|The two finished loaves.|
I love bread! Sadly bread does not love me, I won't go into details but I find it has an unpleasant effect on my lower gut.
I have been fascinated with it since doing the Bible story of the Passover and the Israelites not having time to let the bread rise. Unleavened bread became my goal what did it taste like and how was it made?
I found a sort of an answer in a remaindered copy of 'The Royal Cook Book" a collection of recipes from the Royal houses around the world. It was a recipe for Poori or Puri a deep fried Indian bread.
I got quite good at making these and was given a little book on breads by some visitors we had staying at the time. My attempts at making yeast breads from the little book were not so successful. It did give me a life long interest in bread and all things bread related.
|The dough ready for it's ten minute kneading!|
Over the years I have experimented with different breads, both yeast and soda. Earlier this year I went on a course to learn how to make a Pizza oven and that re-sparked my bread interest. Even though I was eating less and less of the stuff.
I have always liked the breads from Declan and Patsy Ryan's Arbutus Bread started in Cork in 1999. They also run a four part bread course and last Wednesday I did part three and was given a portion of the sour dough starter they use.
Declan explained to us on the first night how using sour dough makes the loaves more digestible that even some coeliacs can eat it. This got me thinking....
Spelt, I knew is an old form of wheat with lower levels of gliadin, a protein that effects the gut.
Could I combine the sour dough starter and spelt to make a loaf I can eat?

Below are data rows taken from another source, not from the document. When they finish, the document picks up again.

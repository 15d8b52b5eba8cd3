//! Per-frame accumulator the clip evaluators write into.
//!
//! Every continuous channel accumulates weighted deltas from the setup
//! value, keyed by the owning bone, slot or constraint index. Addition is
//! commutative per channel, so evaluators may run in any order within a
//! frame. [`crate::SkeletonInstance::apply_cache`] folds the totals into
//! instance state and clears the cache.

use std::collections::{HashMap, HashSet};

#[derive(Copy, Clone, Debug, Default, PartialEq)]
pub struct IkEntry {
    pub mix: f32,
    pub softness: f32,
    /// Booleans travel through the cache as weighted floats and are
    /// re-thresholded at commit.
    pub bend_positive: f32,
    pub compress: f32,
    pub stretch: f32,
}

impl std::ops::AddAssign for IkEntry {
    fn add_assign(&mut self, rhs: IkEntry) {
        self.mix += rhs.mix;
        self.softness += rhs.softness;
        self.bend_positive += rhs.bend_positive;
        self.compress += rhs.compress;
        self.stretch += rhs.stretch;
    }
}

#[derive(Copy, Clone, Debug, Default, PartialEq)]
pub struct TwoColorEntry {
    pub light: [f32; 4],
    pub dark: [f32; 3],
}

impl std::ops::AddAssign for TwoColorEntry {
    fn add_assign(&mut self, rhs: TwoColorEntry) {
        for (a, b) in self.light.iter_mut().zip(rhs.light) {
            *a += b;
        }
        for (a, b) in self.dark.iter_mut().zip(rhs.dark) {
            *a += b;
        }
    }
}

#[derive(Clone, Debug)]
pub struct SlotAttachmentEntry {
    pub slot: usize,
    pub attachment: Option<String>,
    pub alpha: f32,
}

fn accum<K: std::hash::Hash + Eq, V: Copy + std::ops::AddAssign>(
    table: &mut HashMap<K, V>,
    key: K,
    value: V,
) {
    table
        .entry(key)
        .and_modify(|v| *v += value)
        .or_insert(value);
}

fn accum2(table: &mut HashMap<usize, [f32; 2]>, key: usize, value: [f32; 2]) {
    table
        .entry(key)
        .and_modify(|v| {
            v[0] += value[0];
            v[1] += value[1];
        })
        .or_insert(value);
}

fn accum4(table: &mut HashMap<usize, [f32; 4]>, key: usize, value: [f32; 4]) {
    table
        .entry(key)
        .and_modify(|v| {
            for (a, b) in v.iter_mut().zip(value) {
                *a += b;
            }
        })
        .or_insert(value);
}

#[derive(Clone, Debug, Default)]
pub struct Cache {
    pub attachments: Vec<SlotAttachmentEntry>,
    pub color: HashMap<usize, [f32; 4]>,
    pub two_color: HashMap<usize, TwoColorEntry>,
    /// Committed as-is when non-empty. `i32` so the draw-order evaluator
    /// can use `-1` markers while it fills the permutation in.
    pub draw_order: Vec<i32>,
    pub ik: HashMap<usize, IkEntry>,
    pub path_mix: HashMap<usize, [f32; 2]>,
    pub path_position: HashMap<usize, f32>,
    pub path_spacing: HashMap<usize, f32>,
    pub position: HashMap<usize, [f32; 2]>,
    pub rotation: HashMap<usize, f32>,
    /// `(sx * w, sy * w, w_sum)`; the commit fades the setup scale back
    /// in by `1 - clamp(w_sum, 0, 1)`.
    pub scale: HashMap<usize, [f32; 3]>,
    pub shear: HashMap<usize, [f32; 2]>,
    pub transform: HashMap<usize, [f32; 4]>,

    // Commit-time scratch, not channel state.
    pub(crate) slot_scratch: HashSet<usize>,
    pub(crate) draw_order_scratch: Vec<i32>,
}

impl Cache {
    pub fn accum_ik(&mut self, index: usize, entry: IkEntry) {
        accum(&mut self.ik, index, entry);
    }

    pub fn accum_path_mix(&mut self, index: usize, value: [f32; 2]) {
        accum2(&mut self.path_mix, index, value);
    }

    pub fn accum_path_position(&mut self, index: usize, value: f32) {
        accum(&mut self.path_position, index, value);
    }

    pub fn accum_path_spacing(&mut self, index: usize, value: f32) {
        accum(&mut self.path_spacing, index, value);
    }

    pub fn accum_position(&mut self, index: usize, value: [f32; 2]) {
        accum2(&mut self.position, index, value);
    }

    pub fn accum_rotation(&mut self, index: usize, degrees: f32) {
        accum(&mut self.rotation, index, degrees);
    }

    pub fn accum_scale(&mut self, index: usize, value: [f32; 2], alpha: f32) {
        self.scale
            .entry(index)
            .and_modify(|v| {
                v[0] += value[0];
                v[1] += value[1];
                v[2] += alpha;
            })
            .or_insert([value[0], value[1], alpha]);
    }

    pub fn accum_shear(&mut self, index: usize, value: [f32; 2]) {
        accum2(&mut self.shear, index, value);
    }

    pub fn accum_slot_attachment(
        &mut self,
        slot: usize,
        attachment: Option<String>,
        alpha: f32,
    ) {
        self.attachments.push(SlotAttachmentEntry {
            slot,
            attachment,
            alpha,
        });
    }

    pub fn accum_slot_color(&mut self, index: usize, value: [f32; 4]) {
        accum4(&mut self.color, index, value);
    }

    pub fn accum_slot_two_color(&mut self, index: usize, entry: TwoColorEntry) {
        accum(&mut self.two_color, index, entry);
    }

    pub fn accum_transform(&mut self, index: usize, value: [f32; 4]) {
        accum4(&mut self.transform, index, value);
    }

    pub fn clear(&mut self) {
        self.attachments.clear();
        self.color.clear();
        self.two_color.clear();
        self.draw_order.clear();
        self.ik.clear();
        self.path_mix.clear();
        self.path_position.clear();
        self.path_spacing.clear();
        self.position.clear();
        self.rotation.clear();
        self.scale.clear();
        self.shear.clear();
        self.transform.clear();
        self.slot_scratch.clear();
    }

    pub fn is_dirty(&self) -> bool {
        !self.attachments.is_empty()
            || !self.color.is_empty()
            || !self.two_color.is_empty()
            || !self.draw_order.is_empty()
            || !self.ik.is_empty()
            || !self.path_mix.is_empty()
            || !self.path_position.is_empty()
            || !self.path_spacing.is_empty()
            || !self.position.is_empty()
            || !self.rotation.is_empty()
            || !self.scale.is_empty()
            || !self.shear.is_empty()
            || !self.transform.is_empty()
    }
}

pub(crate) fn set_default_draw_order(slots: usize, out: &mut Vec<i32>) {
    out.clear();
    out.extend(0..slots as i32);
}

The starter is based on wheat flour, but over time feeding it with spelt it will become almost all spelt.
It was worth a try.
|The round loaf just before it went into the oven.|
So, yesterday I used some of it to make my first seeded spelt sour dough loaves! As I was a bit hazy on the quantities and method so I used Patrick Ryan's "Bread Revolution" recipe.
I made two small loves the round about 180g of dough only got one very long prove the other had seeds added to it. It was about 400g of dough and it had two provings, the second in a loaf tin.
The double proving was more successful with a slightly deeper flavour and seemed a little lighter.
I do not expect to get super light and airy loves from spelt, but if I can get a more digestible loaf I will be very happy.
|The inside of the round loaf.|
The experiment has begun, I need to refine the recipe and keep feeding the starter. When it all comes together I'll let you know.